[Dataset entries]
//! Error types used by the taskbus runtime and by behaviors.
//!
//! This module defines two main error enums:
//!
//! - [`BusError`]: the single terminal result of one [`Bus::run`](crate::Bus::run) call.
//! - [`BehaviorError`]: errors returned by individual behaviors (and by the
//!   [`Context`](crate::Context) send/receive helpers).
//!
//! Both types provide `as_label` for logging and metrics.

use std::fmt::Display;
use std::time::Duration;

use thiserror::Error;

/// # Terminal error of a messaging session.
///
/// Only the first error observed by the orchestrator is reported; errors that
/// arrive while the session is already tearing down are logged and discarded.
#[non_exhaustive]
#[derive(Error, Debug, Clone, PartialEq, Eq)]
pub enum BusError {
    /// A behavior returned an error; every other participant was canceled and drained.
    #[error("participant '{participant}' failed: {source}")]
    Participant {
        /// Name of the behavior that failed.
        participant: String,
        /// The error it returned.
        source: BehaviorError,
    },

    /// A behavior panicked; handled like a returned error.
    #[error("participant '{participant}' panicked: {message}")]
    Panicked {
        /// Name of the behavior that panicked.
        participant: String,
        /// Panic payload rendered as text.
        message: String,
    },

    /// The caller's cancellation token was cancelled.
    #[error("session canceled")]
    Canceled,

    /// The session ran longer than [`BusConfig::timeout`](crate::BusConfig::timeout).
    #[error("session deadline of {timeout:?} exceeded")]
    DeadlineExceeded {
        /// The configured session timeout.
        timeout: Duration,
    },
}

impl BusError {
    /// Returns a short stable label (snake_case) for use in logs/metrics.
    ///
    /// # Example
    /// ```
    /// use taskbus::BusError;
    ///
    /// assert_eq!(BusError::Canceled.as_label(), "bus_canceled");
    /// ```
    pub fn as_label(&self) -> &'static str {
        match self {
            BusError::Participant { .. } => "bus_participant_failed",
            BusError::Panicked { .. } => "bus_participant_panicked",
            BusError::Canceled => "bus_canceled",
            BusError::DeadlineExceeded { .. } => "bus_deadline_exceeded",
        }
    }

    /// True for the two cancellation variants (caller cancel or deadline).
    pub fn is_cancellation(&self) -> bool {
        matches!(self, BusError::Canceled | BusError::DeadlineExceeded { .. })
    }
}

/// # Errors returned by behaviors.
///
/// Any `Err` returned from [`Behavior::run`](crate::Behavior::run) ends the whole
/// session and is surfaced as [`BusError::Participant`].
#[non_exhaustive]
#[derive(Error, Debug, Clone, PartialEq, Eq)]
pub enum BehaviorError {
    /// Behavior-specific failure.
    #[error("execution failed: {error}")]
    Fail {
        /// The underlying error message.
        error: String,
    },

    /// The session was cancelled while the behavior was waiting on the bus.
    #[error("context cancelled")]
    Canceled,
}

impl BehaviorError {
    /// Builds a [`BehaviorError::Fail`] from anything printable.
    ///
    /// # Example
    /// ```
    /// use taskbus::BehaviorError;
    ///
    /// let err = BehaviorError::fail("boom");
    /// assert_eq!(err.to_string(), "execution failed: boom");
    /// ```
    pub fn fail(error: impl Display) -> Self {
        BehaviorError::Fail {
            error: error.to_string(),
        }
    }

    /// Returns a short stable label (snake_case) for use in logs/metrics.
    pub fn as_label(&self) -> &'static str {
        match self {
            BehaviorError::Fail { .. } => "behavior_failed",
            BehaviorError::Canceled => "behavior_canceled",
        }
    }
}
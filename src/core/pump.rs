//! # Pump: per-participant relay from outbox to bus.
//!
//! Accepts everything its participant publishes into an unbounded FIFO, so a
//! publisher is never blocked by slow delivery, and forwards the FIFO to the
//! orchestrator's bus channel in order.
//!
//! ## Architecture
//! ```text
//! Context::send() ──► [outbox] ──► Pump ──► VecDeque<Envelope> ──► [bus] ──► orchestrator
//!                                   │
//!                                   └─ stamps sequence number on accept
//! ```
//!
//! ## Rules
//! - Envelopes leave in the order their payloads were accepted.
//! - Forwarding is preferred over accepting when both are possible.
//! - When the participant returns, the outbox is closed; already-accepted
//!   payloads are still drained and forwarded.
//! - Ends once the outbox is closed and the FIFO is empty, or on session cancel.

use std::collections::VecDeque;
use std::sync::Arc;

use tokio::sync::mpsc;
use tokio_util::sync::CancellationToken;
use tracing::{debug, trace};

use crate::core::participant::ParticipantId;
use crate::messages::{Envelope, Payload, Sequence};

/// Relay task for one participant's outbox.
pub(crate) struct Pump {
    sender: ParticipantId,
    name: Arc<str>,
    outbox: mpsc::Receiver<Payload>,
    returned: CancellationToken,
    bus: mpsc::Sender<Envelope>,
    seq: Arc<Sequence>,
    queue: VecDeque<Envelope>,
}

impl Pump {
    pub(crate) fn new(
        sender: ParticipantId,
        name: Arc<str>,
        outbox: mpsc::Receiver<Payload>,
        returned: CancellationToken,
        bus: mpsc::Sender<Envelope>,
        seq: Arc<Sequence>,
    ) -> Self {
        Self {
            sender,
            name,
            outbox,
            returned,
            bus,
            seq,
            queue: VecDeque::new(),
        }
    }

    /// Runs the relay loop until the outbox is drained or `token` is cancelled.
    pub(crate) async fn run(mut self, token: CancellationToken) {
        let mut open = true;
        let mut closing = false;
        let mut forwarded = 0_u64;

        while open || !self.queue.is_empty() {
            tokio::select! {
                biased;

                _ = token.cancelled() => break,

                _ = self.returned.cancelled(), if open && !closing => {
                    self.outbox.close();
                    closing = true;
                }

                permit = self.bus.reserve(), if !self.queue.is_empty() => {
                    let Ok(permit) = permit else { break };
                    if let Some(envelope) = self.queue.pop_front() {
                        trace!(sender = %self.name, seq = envelope.sequence, "forwarding");
                        permit.send(envelope);
                        forwarded += 1;
                    }
                }

                payload = self.outbox.recv(), if open => match payload {
                    Some(payload) => {
                        let envelope = Envelope::stamp(
                            self.sender,
                            Arc::clone(&self.name),
                            payload,
                            &self.seq,
                        );
                        self.queue.push_back(envelope);
                    }
                    None => open = false,
                },
            }
        }

        debug!(
            sender = %self.name,
            forwarded,
            pending = self.queue.len(),
            "pump stopped"
        );
    }
}
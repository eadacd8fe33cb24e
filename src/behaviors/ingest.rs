//! # Ingest: publish an external stream onto the bus.
//!
//! [`Ingest`] adapts any [`Stream`] into a behavior: it subscribes to nothing,
//! signals ready immediately, then publishes every item it pulls from the
//! stream. It returns `Ok(())` when the stream ends and
//! [`BehaviorError::Canceled`] if the session is cancelled first.
//!
//! ## Example
//! ```rust
//! use futures::stream;
//! use taskbus::{BehaviorRef, Ingest};
//!
//! let source: BehaviorRef = Ingest::boxed("numbers", stream::iter(1..=3_u32));
//! assert_eq!(source.name(), "numbers");
//! ```

use std::any::Any;
use std::borrow::Cow;

use async_trait::async_trait;
use futures::{Stream, StreamExt, stream};
use tokio::sync::mpsc;
use tracing::debug;

use crate::behaviors::{Behavior, BehaviorRef, Context};
use crate::error::BehaviorError;

/// Stream-backed behavior that relays items onto the bus.
pub struct Ingest<S> {
    name: Cow<'static, str>,
    source: S,
}

impl<S> Ingest<S> {
    /// Creates an ingest behavior reading from `source`.
    pub fn new(name: impl Into<Cow<'static, str>>, source: S) -> Self {
        Self {
            name: name.into(),
            source,
        }
    }

    /// Creates the behavior and returns it as an owned handle.
    pub fn boxed(name: impl Into<Cow<'static, str>>, source: S) -> BehaviorRef
    where
        S: Stream + Send + 'static,
        S::Item: Any + Send + Sync,
    {
        Box::new(Self::new(name, source))
    }
}

impl<T: Any + Send + Sync> Ingest<mpsc::Receiver<T>> {
    /// Creates an ingest behavior that relays everything sent on `rx`.
    ///
    /// The behavior returns once every sender of the channel is dropped.
    pub fn channel(name: impl Into<Cow<'static, str>>, rx: mpsc::Receiver<T>) -> BehaviorRef {
        let source = stream::unfold(rx, |mut rx| async move { rx.recv().await.map(|item| (item, rx)) });
        Ingest::boxed(name, source)
    }
}

#[async_trait]
impl<S> Behavior for Ingest<S>
where
    S: Stream + Send + 'static,
    S::Item: Any + Send + Sync,
{
    fn name(&self) -> &str {
        &self.name
    }

    async fn run(self: Box<Self>, mut ctx: Context) -> Result<(), BehaviorError> {
        ctx.ready().await;

        let source = self.source;
        tokio::pin!(source);
        let mut relayed = 0_u64;

        loop {
            let item = tokio::select! {
                biased;
                _ = ctx.cancelled() => return Err(BehaviorError::Canceled),
                item = source.next() => item,
            };
            let Some(item) = item else {
                debug!(participant = %ctx.name(), relayed, "ingest source exhausted");
                return Ok(());
            };
            ctx.send(item).await?;
            relayed += 1;
        }
    }
}
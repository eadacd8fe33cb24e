//! # Bus: public entry point for running a set of behaviors.
//!
//! A [`Bus`] is immutable once built (configuration plus frozen capability
//! declarations) and may run any number of sessions, sequentially or
//! concurrently. Each [`Bus::run`] call is an independent session with its
//! own participants, registry and sequence numbers.
//!
//! ## Example
//! ```rust
//! use taskbus::{BehaviorFn, Bus, BusConfig};
//! use tokio_util::sync::CancellationToken;
//!
//! #[tokio::main(flavor = "current_thread")]
//! async fn main() -> Result<(), taskbus::BusError> {
//!     let bus = Bus::new(BusConfig::default());
//!
//!     let greeter = BehaviorFn::boxed("greeter", |mut ctx| async move {
//!         ctx.ready().await;
//!         ctx.send(String::from("hello")).await
//!     });
//!     let listener = BehaviorFn::boxed("listener", |mut ctx| async move {
//!         ctx.subscribe::<String>();
//!         ctx.ready().await;
//!         let msg = ctx.recv().await?;
//!         assert_eq!(msg.downcast_ref::<String>().map(String::as_str), Some("hello"));
//!         Ok(())
//!     });
//!
//!     bus.run(&CancellationToken::new(), vec![greeter, listener]).await
//! }
//! ```

use std::sync::Arc;

use tokio_util::sync::CancellationToken;
use tracing::{info, warn};

use crate::behaviors::BehaviorRef;
use crate::core::builder::BusBuilder;
use crate::core::config::BusConfig;
use crate::core::session::{Interrupt, Session};
use crate::error::BusError;
use crate::messages::{Capabilities, CapabilitiesRef};

/// Runs cohorts of behaviors that exchange typed messages.
#[derive(Clone, Debug)]
pub struct Bus {
    cfg: BusConfig,
    capabilities: CapabilitiesRef,
}

impl Bus {
    /// Creates a bus with no capability declarations.
    pub fn new(cfg: BusConfig) -> Self {
        Self::from_parts(cfg, Arc::new(Capabilities::new()))
    }

    /// Returns a builder for declaring capabilities.
    pub fn builder(cfg: BusConfig) -> BusBuilder {
        BusBuilder::new(cfg)
    }

    pub(crate) fn from_parts(cfg: BusConfig, capabilities: CapabilitiesRef) -> Self {
        Self { cfg, capabilities }
    }

    /// The configuration every session uses.
    pub fn config(&self) -> &BusConfig {
        &self.cfg
    }

    /// The frozen capability declarations.
    pub fn capabilities(&self) -> &Capabilities {
        &self.capabilities
    }

    /// Runs `behaviors` as one session and returns once every one has returned.
    ///
    /// Returns `Ok(())` if all behaviors returned `Ok`. Otherwise returns the
    /// first error observed: a behavior's error or panic, cancellation of
    /// `token`, or the configured deadline. In every case the result is
    /// delivered only after all behaviors have returned.
    ///
    /// An empty `behaviors` list returns `Ok(())` immediately.
    pub async fn run(
        &self,
        token: &CancellationToken,
        behaviors: Vec<BehaviorRef>,
    ) -> Result<(), BusError> {
        if behaviors.is_empty() {
            return Ok(());
        }

        let participants = behaviors.len();
        info!(participants, deadline = ?self.cfg.deadline(), "session starting");

        let session = Session::new(token, Arc::clone(&self.capabilities), behaviors);
        let result = session
            .run(Interrupt::new(token.clone(), self.cfg.deadline()))
            .await;

        match &result {
            Ok(()) => info!(participants, "session completed"),
            Err(err) => warn!(participants, error = %err, label = err.as_label(), "session failed"),
        }
        result
    }
}

impl Default for Bus {
    fn default() -> Self {
        Self::new(BusConfig::default())
    }
}

/// Runs `behaviors` on a default [`Bus`] (no capabilities, no deadline).
///
/// See [`Bus::run`].
pub async fn run(token: &CancellationToken, behaviors: Vec<BehaviorRef>) -> Result<(), BusError> {
    Bus::default().run(token, behaviors).await
}
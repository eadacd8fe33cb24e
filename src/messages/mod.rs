//! # Message typing and routing metadata.
//!
//! - [`TypeKey`] - runtime identity of a payload type or a capability
//! - [`Capabilities`] - declared `(concrete, capability)` pairs
//! - [`Message`] - a delivered, erased payload with metadata
//! - `Envelope` (internal) - a payload stamped by the sender's pump

mod capability;
mod envelope;
mod key;
mod message;

pub use capability::Capabilities;
pub use key::{TypeKey, TypeKind};
pub use message::Message;

pub(crate) use capability::CapabilitiesRef;
pub(crate) use envelope::{Envelope, Sequence};
pub(crate) use message::Payload;
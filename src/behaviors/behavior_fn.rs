//! # Function-backed behavior (`BehaviorFn`)
//!
//! [`BehaviorFn`] wraps a closure `F: FnOnce(Context) -> Fut`. A behavior runs
//! once per session, so the closure may move its captured state into the
//! future freely.
//!
//! ## Example
//! ```rust
//! use taskbus::{BehaviorFn, BehaviorRef};
//!
//! let b: BehaviorRef = BehaviorFn::boxed("pinger", |mut ctx| async move {
//!     ctx.ready().await;
//!     ctx.send("ping").await
//! });
//!
//! assert_eq!(b.name(), "pinger");
//! ```

use std::borrow::Cow;
use std::future::Future;

use async_trait::async_trait;

use crate::behaviors::{Behavior, BehaviorRef, Context};
use crate::error::BehaviorError;

/// Function-backed behavior implementation.
#[derive(Debug)]
pub struct BehaviorFn<F> {
    name: Cow<'static, str>,
    f: F,
}

impl<F> BehaviorFn<F> {
    /// Creates a new function-backed behavior.
    ///
    /// Prefer [`BehaviorFn::boxed`] when you immediately need a [`BehaviorRef`].
    pub fn new(name: impl Into<Cow<'static, str>>, f: F) -> Self {
        Self {
            name: name.into(),
            f,
        }
    }

    /// Creates the behavior and returns it as an owned handle (`Box<dyn Behavior>`).
    pub fn boxed<Fut>(name: impl Into<Cow<'static, str>>, f: F) -> BehaviorRef
    where
        F: FnOnce(Context) -> Fut + Send + 'static,
        Fut: Future<Output = Result<(), BehaviorError>> + Send + 'static,
    {
        Box::new(Self::new(name, f))
    }
}

#[async_trait]
impl<F, Fut> Behavior for BehaviorFn<F>
where
    F: FnOnce(Context) -> Fut + Send + 'static,
    Fut: Future<Output = Result<(), BehaviorError>> + Send + 'static,
{
    fn name(&self) -> &str {
        &self.name
    }

    async fn run(self: Box<Self>, ctx: Context) -> Result<(), BehaviorError> {
        let Self { f, .. } = *self;
        f(ctx).await
    }
}
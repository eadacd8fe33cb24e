//! # Behavior abstraction.
//!
//! A [`Behavior`] is one participant's logic. The bus calls [`Behavior::run`]
//! exactly once per session, handing it a [`Context`] through which it
//! subscribes, signals readiness, and exchanges messages.
//!
//! The common handle type is [`BehaviorRef`], a `Box<dyn Behavior>`: behaviors
//! are consumed by the run, so they are owned rather than shared.

use async_trait::async_trait;

use crate::behaviors::Context;
use crate::error::BehaviorError;

/// # One participant of a messaging session.
///
/// A behavior typically:
/// 1. declares its subscriptions with [`Context::subscribe`] and friends;
/// 2. calls [`Context::ready`] (publishing is held until everyone is ready);
/// 3. sends and receives until its work is done or the context is cancelled.
///
/// Returning `Err` ends the whole session: every other participant is
/// cancelled and the error is reported by [`Bus::run`](crate::Bus::run).
///
/// # Example
/// ```
/// use async_trait::async_trait;
/// use taskbus::{Behavior, BehaviorError, Context};
///
/// struct Echo;
///
/// #[async_trait]
/// impl Behavior for Echo {
///     fn name(&self) -> &str { "echo" }
///
///     async fn run(self: Box<Self>, mut ctx: Context) -> Result<(), BehaviorError> {
///         ctx.subscribe::<String>();
///         ctx.ready().await;
///         while let Some(msg) = ctx.inbox().recv().await {
///             if let Some(text) = msg.downcast_ref::<String>() {
///                 ctx.send(text.len()).await?;
///             }
///         }
///         Ok(())
///     }
/// }
/// ```
#[async_trait]
pub trait Behavior: Send + 'static {
    /// Returns a stable, human-readable name used in logs and errors.
    fn name(&self) -> &str;

    /// Runs the behavior to completion.
    ///
    /// Implementations should return promptly once `ctx` is cancelled.
    async fn run(self: Box<Self>, ctx: Context) -> Result<(), BehaviorError>;
}

/// Owned handle to a behavior, as accepted by [`Bus::run`](crate::Bus::run).
pub type BehaviorRef = Box<dyn Behavior>;
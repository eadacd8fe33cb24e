//! # Runtime identity of message types.
//!
//! [`TypeKey`] identifies either a **concrete** payload type (the type a value
//! is actually published as) or a **capability**: a trait object type such as
//! `dyn Greeter` that concrete types may declare they satisfy.
//!
//! Routing always starts from the concrete key of a published value; capability
//! keys only ever appear as subscriptions.
//!
//! ## Example
//! ```rust
//! use taskbus::TypeKey;
//!
//! trait Greeter { fn greet(&self) -> String; }
//!
//! let concrete = TypeKey::of::<String>();
//! let capability = TypeKey::capability::<dyn Greeter>();
//!
//! assert!(!concrete.is_capability());
//! assert!(capability.is_capability());
//! assert_ne!(concrete, capability);
//! assert_eq!(TypeKey::any().to_string(), "any");
//! ```

use std::any::{Any, TypeId, type_name};
use std::fmt;

/// Whether a [`TypeKey`] names a concrete type or a capability.
#[derive(Debug, Clone, Copy, PartialEq, Eq, Hash)]
pub enum TypeKind {
    /// A sized type that values are published as.
    Concrete,
    /// A trait object type that concrete types may satisfy.
    Capability,
}

/// Identity of a message type, usable as a hash-map key.
#[derive(Debug, Clone, Copy, PartialEq, Eq, Hash)]
pub struct TypeKey {
    id: TypeId,
    kind: TypeKind,
    name: &'static str,
}

impl TypeKey {
    /// Key of a concrete payload type.
    pub fn of<T: Any>() -> Self {
        Self {
            id: TypeId::of::<T>(),
            kind: TypeKind::Concrete,
            name: type_name::<T>(),
        }
    }

    /// Key of a capability, usually a trait object type like `dyn Greeter`.
    pub fn capability<C: ?Sized + 'static>() -> Self {
        Self {
            id: TypeId::of::<C>(),
            kind: TypeKind::Capability,
            name: type_name::<C>(),
        }
    }

    /// The universal capability: satisfied by every concrete type.
    pub fn any() -> Self {
        Self::capability::<dyn Any + Send + Sync>()
    }

    /// True if this key names a capability rather than a concrete type.
    pub fn is_capability(&self) -> bool {
        self.kind == TypeKind::Capability
    }

    /// True if this key is the universal capability.
    pub fn is_any(&self) -> bool {
        *self == Self::any()
    }

    /// Returns the kind of this key.
    pub fn kind(&self) -> TypeKind {
        self.kind
    }

    /// Returns the underlying [`TypeId`].
    pub fn id(&self) -> TypeId {
        self.id
    }

    /// Returns the Rust type name (as reported by [`std::any::type_name`]).
    pub fn name(&self) -> &'static str {
        self.name
    }
}

impl fmt::Display for TypeKey {
    fn fmt(&self, f: &mut fmt::Formatter<'_>) -> fmt::Result {
        if self.is_any() {
            f.write_str("any")
        } else {
            f.write_str(self.name)
        }
    }
}
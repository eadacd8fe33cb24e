use std::sync::Arc;

use crate::core::{BusConfig, bus::Bus};
use crate::messages::Capabilities;

/// Builder for constructing a [`Bus`] with capability declarations.
///
/// Capabilities are declared once, up front: a message whose concrete type is
/// `T` is delivered to subscribers of `C` only if `implements::<T, C>` was
/// called.
///
/// # Example
/// ```rust
/// use std::fmt::Display;
/// use taskbus::{Bus, BusConfig};
///
/// let bus = Bus::builder(BusConfig::default())
///     .implements::<String, dyn Display + Send + Sync>(|s| s)
///     .implements::<u64, dyn Display + Send + Sync>(|n| n)
///     .build();
/// assert_eq!(bus.capabilities().len(), 2);
/// ```
pub struct BusBuilder {
    cfg: BusConfig,
    capabilities: Capabilities,
}

impl BusBuilder {
    /// Creates a new builder with the given configuration.
    pub fn new(cfg: BusConfig) -> Self {
        Self {
            cfg,
            capabilities: Capabilities::new(),
        }
    }

    /// Declares that messages of concrete type `T` satisfy capability `C`.
    ///
    /// `convert` is the upcast from `&T` to `&C`; for a trait object it is
    /// simply `|t| t`.
    pub fn implements<T, C>(mut self, convert: fn(&T) -> &C) -> Self
    where
        T: std::any::Any + Send + Sync,
        C: ?Sized + 'static,
    {
        self.capabilities.insert::<T, C>(convert);
        self
    }

    /// Builds the bus. The declarations are frozen from here on.
    pub fn build(self) -> Bus {
        Bus::from_parts(self.cfg, Arc::new(self.capabilities))
    }
}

* How to complete this task
Filter the lines above, keeping and copying those that contain "with".

* Result of this task
//! concurrently. Each [`Bus::run`] call is an independent session with its
    /// Creates a bus with no capability declarations.
//! - [`Message`] - a delivered, erased payload with metadata
/// 1. declares its subscriptions with [`Context::subscribe`] and friends;
/// Builder for constructing a [`Bus`] with capability declarations.
    /// Creates a new builder with the given configuration.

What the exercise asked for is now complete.